ACTIVITY
Give the entries again, precisely as they were written.

Data records
◇ ◇ ◇ ◇ ◇
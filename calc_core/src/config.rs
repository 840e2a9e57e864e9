//! # Application Configuration
//!
//! Settings shared by the GUI and CLI front ends, read from a TOML file.
//! A missing file is not an error: every field has a default.
//!
//! Default location: `<config_dir>/petal/config.toml`, e.g.
//! `~/.config/petal/config.toml` on Linux.
//!
//! ```toml
//! [appearance]
//! dark_mode = true
//!
//! [logging]
//! default = "warn"
//!
//! [logging.modules]
//! calc_core = "debug"
//! ```

use std::collections::BTreeMap;
use std::path::{Path, PathBuf};

use serde::{Deserialize, Serialize};

use crate::errors::{CalcError, CalcResult};

/// Directory name under the platform config dir
pub const APP_DIR_NAME: &str = "petal";

/// Config file name
pub const CONFIG_FILE_NAME: &str = "config.toml";

/// Top-level configuration
#[derive(Debug, Clone, Default, PartialEq, Serialize, Deserialize)]
#[serde(default)]
pub struct AppConfig {
    pub appearance: AppearanceConfig,
    pub logging: LoggingConfig,
}

/// Visual settings
#[derive(Debug, Clone, Default, PartialEq, Serialize, Deserialize)]
#[serde(default)]
pub struct AppearanceConfig {
    /// Start the GUI in dark mode
    pub dark_mode: bool,
}

/// Log filter settings, overridden by `RUST_LOG` when set
#[derive(Debug, Clone, PartialEq, Serialize, Deserialize)]
#[serde(default)]
pub struct LoggingConfig {
    /// Level applied to every module without an override
    pub default: String,
    /// Per-module level overrides
    pub modules: BTreeMap<String, String>,
}

impl Default for LoggingConfig {
    fn default() -> Self {
        Self {
            default: "warn".to_string(),
            modules: BTreeMap::new(),
        }
    }
}

impl LoggingConfig {
    /// Build an `EnvFilter` directive string, e.g. `warn,calc_core=debug`
    pub fn filter_directive(&self) -> String {
        let mut directive = self.default.clone();
        for (module, level) in &self.modules {
            directive.push_str(&format!(",{module}={level}"));
        }
        directive
    }
}

impl AppConfig {
    /// Platform default config file path, if the platform has a config dir
    pub fn default_path() -> Option<PathBuf> {
        #[cfg(not(target_arch = "wasm32"))]
        {
            dirs::config_dir().map(|dir| dir.join(APP_DIR_NAME).join(CONFIG_FILE_NAME))
        }
        #[cfg(target_arch = "wasm32")]
        {
            None
        }
    }

    /// Load from the default path, falling back to defaults when absent
    pub fn load() -> CalcResult<Self> {
        match Self::default_path() {
            Some(path) if path.exists() => Self::load_from(&path),
            _ => Ok(Self::default()),
        }
    }

    /// Load from an explicit path. The file must exist.
    pub fn load_from(path: impl AsRef<Path>) -> CalcResult<Self> {
        let path = path.as_ref();
        let content = std::fs::read_to_string(path)
            .map_err(|e| CalcError::file_error("read", path.display().to_string(), e.to_string()))?;
        Self::from_toml_str(&content)
            .map_err(|e| CalcError::config_error(path.display().to_string(), e.to_string()))
    }

    /// Parse TOML text
    pub fn from_toml_str(content: &str) -> Result<Self, toml::de::Error> {
        toml::from_str(content)
    }

    /// Render as TOML text
    pub fn to_toml_string(&self) -> CalcResult<String> {
        toml::to_string_pretty(self).map_err(|e| CalcError::SerializationError {
            reason: e.to_string(),
        })
    }
}
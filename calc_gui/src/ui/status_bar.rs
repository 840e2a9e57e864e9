//! Status Bar (Bottom)
//!
//! Displays:
//! - Pending operation (e.g. `12 ÷`)
//! - Status messages (config load problems)

use iced::widget::{row, text, Space};
use iced::{Element, Length, Padding};

use calc_core::{Calculator, Phase};

use crate::Message;

/// Render the status bar
pub fn view_status_bar<'a>(calculator: &Calculator, status: &'a str) -> Element<'a, Message> {
    let pending = calculator.pending().unwrap_or_default();
    let phase = match calculator.phase() {
        Phase::Idle => "",
        Phase::AwaitingOperand => "awaiting operand",
        Phase::EnteringOperand => "entering operand",
    };

    row![
        text(pending).size(12),
        Space::new().width(8),
        text(phase).size(10).color([0.5, 0.5, 0.5]),
        Space::new().width(Length::Fill),
        text(status).size(10).color([0.6, 0.3, 0.0]),
    ]
    .padding(Padding::from([4, 0]))
    .into()
}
◇ ◇ ◇ ◇ ◇
SOLUTION
filename calc_core/src/config.rs
repository 840e2a9e57e864e9
//! # Application Configuration
//!
//! Settings shared by the GUI and CLI front ends, read from a TOML file.
//! A missing file is not an error: every field has a default.
//!
//! Default location: `<config_dir>/petal/config.toml`, e.g.
//! `~/.config/petal/config.toml` on Linux.
//!
//! ```toml
//! [appearance]
//! dark_mode = true
//!
//! [logging]
//! default = "warn"
//!
//! [logging.modules]
//! calc_core = "debug"
//! ```

use std::collections::BTreeMap;
use std::path::{Path, PathBuf};

use serde::{Deserialize, Serialize};

use crate::errors::{CalcError, CalcResult};

/// Directory name under the platform config dir
pub const APP_DIR_NAME: &str = "petal";

/// Config file name
pub const CONFIG_FILE_NAME: &str = "config.toml";

/// Top-level configuration
#[derive(Debug, Clone, Default, PartialEq, Serialize, Deserialize)]
#[serde(default)]
pub struct AppConfig {
    pub appearance: AppearanceConfig,
    pub logging: LoggingConfig,
}

/// Visual settings
#[derive(Debug, Clone, Default, PartialEq, Serialize, Deserialize)]
#[serde(default)]
pub struct AppearanceConfig {
    /// Start the GUI in dark mode
    pub dark_mode: bool,
}

/// Log filter settings, overridden by `RUST_LOG` when set
#[derive(Debug, Clone, PartialEq, Serialize, Deserialize)]
#[serde(default)]
pub struct LoggingConfig {
    /// Level applied to every module without an override
    pub default: String,
    /// Per-module level overrides
    pub modules: BTreeMap<String, String>,
}

impl Default for LoggingConfig {
    fn default() -> Self {
        Self {
            default: "warn".to_string(),
            modules: BTreeMap::new(),
        }
    }
}

impl LoggingConfig {
    /// Build an `EnvFilter` directive string, e.g. `warn,calc_core=debug`
    pub fn filter_directive(&self) -> String {
        let mut directive = self.default.clone();
        for (module, level) in &self.modules {
            directive.push_str(&format!(",{module}={level}"));
        }
        directive
    }
}

impl AppConfig {
    /// Platform default config file path, if the platform has a config dir
    pub fn default_path() -> Option<PathBuf> {
        #[cfg(not(target_arch = "wasm32"))]
        {
            dirs::config_dir().map(|dir| dir.join(APP_DIR_NAME).join(CONFIG_FILE_NAME))
        }
        #[cfg(target_arch = "wasm32")]
        {
            None
        }
    }

    /// Load from the default path, falling back to defaults when absent
    pub fn load() -> CalcResult<Self> {
        match Self::default_path() {
            Some(path) if path.exists() => Self::load_from(&path),
            _ => Ok(Self::default()),
        }
    }

    /// Load from an explicit path. The file must exist.
    pub fn load_from(path: impl AsRef<Path>) -> CalcResult<Self> {
        let path = path.as_ref();
        let content = std::fs::read_to_string(path)
            .map_err(|e| CalcError::file_error("read", path.display().to_string(), e.to_string()))?;
        Self::from_toml_str(&content)
            .map_err(|e| CalcError::config_error(path.display().to_string(), e.to_string()))
    }

    /// Parse TOML text
    pub fn from_toml_str(content: &str) -> Result<Self, toml::de::Error> {
        toml::from_str(content)
    }

    /// Render as TOML text
    pub fn to_toml_string(&self) -> CalcResult<String> {
        toml::to_string_pretty(self).map_err(|e| CalcError::SerializationError {
            reason: e.to_string(),
        })
    }
}
filename calc_gui/src/ui/status_bar.rs
repository 840e2a9e57e864e9
//! Status Bar (Bottom)
//!
//! Displays:
//! - Pending operation (e.g. `12 ÷`)
//! - Status messages (config load problems)

use iced::widget::{row, text, Space};
use iced::{Element, Length, Padding};

use calc_core::{Calculator, Phase};

use crate::Message;

/// Render the status bar
pub fn view_status_bar<'a>(calculator: &Calculator, status: &'a str) -> Element<'a, Message> {
    let pending = calculator.pending().unwrap_or_default();
    let phase = match calculator.phase() {
        Phase::Idle => "",
        Phase::AwaitingOperand => "awaiting operand",
        Phase::EnteringOperand => "entering operand",
    };

    row![
        text(pending).size(12),
        Space::new().width(8),
        text(phase).size(10).color([0.5, 0.5, 0.5]),
        Space::new().width(Length::Fill),
        text(status).size(10).color([0.6, 0.3, 0.0]),
    ]
    .padding(Padding::from([4, 0]))
    .into()
}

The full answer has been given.